It was arranged between co,unsel that a representative of the Highway Department visit Clear Creek Canyon with Mr. Quaintance for the purpose of agreeing on the locations of such access points and thus permit settlement of the case. Such representative of the Highway Department was the chief designer of the department who accompanied Mr. Quaintance on this two-day trip into the canyon. Following this view of the situation, the highway representative made and filed his report listing the access points agreed upon.

Prior to the receipt of the report of the highway representative as to the access points, and other matters, a stipulation as to the settlement was prepared and signed by the representatives of the Attorney General’s office. Upon receipt of this highway representative’s report referred to herein as the Marshall report, counsel for respondents again typed the first page of the stipulation, being paragraph two thereon, and attached the Marshall report to the stipulation, which in its then form was the basis of the judgment entered in the district court.
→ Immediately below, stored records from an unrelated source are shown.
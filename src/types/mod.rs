//! 类型模块：与宿主 Agent 框架交互使用的工具调用类型。
//!
//! # Types Module
//!
//! | Type | Description |
//! |------|-------------|
//! | [`ToolDefinition`] | Function-calling definition of a sandbox method |
//! | [`ToolCall`] | Invocation of a sandbox method by the agent |
//! | [`ToolResult`] | Result handed back to the agent |
//!
//! ## Example
//!
//! ```rust
//! use anime_tts::types::ToolCall;
//!
//! let call = ToolCall {
//!     id: "call_1".to_string(),
//!     name: "get_tts_model".to_string(),
//!     arguments: serde_json::json!({}),
//! };
//! assert_eq!(call.name, "get_tts_model");
//! ```

pub mod tool;

pub use tool::{FunctionDefinition, ToolCall, ToolDefinition, ToolResult};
As to the stipulation, there is some conflict in the testimony as to whether the signature page on the stipulation containing the names of the representatives of the Attorney General’s office was signed before the change [416]*416in the stipulation and before the so-called Marshall report relative to the access points was attached. Mr. Newman testified that when the signature page was signed by the Attorney General’s representatives, the list of the access points and the maps were not attached thereto, and that neither respondents nor their attorneys sent the stipulation back to him after such lists were attached. Mr. Cristiano testified to the same effect. Mr. Breitenstein, one of counsel for respondents, testified he did not recall when the stipulation was signed by a member of the attorney general’s office. He thought that the signature page was again typed after the list of the access points was received; however, he could not state positively that the descriptions and the maps were attached to the stipulation at the time of the signatures by the Attorney General’s representatives. Mr. Evans, another attorney for respondents, first testified that the stipulation was signed by the Attorney General’s representatives after the description of the access points and maps were attached, but subsequently he testified that the stipulation may have been signed before that. It is undisputed that Breitenstein and Evans again typed the first page of the stipulation, particularly changing paragraph two thereof. Mr. Quaintance, one of the respondents, took the stipulation to the county court of Jefferson county for approval in the Quaintance Estate and it then was filed with the clerk of the district court on August 29, 1950 and approved by the judge thereof.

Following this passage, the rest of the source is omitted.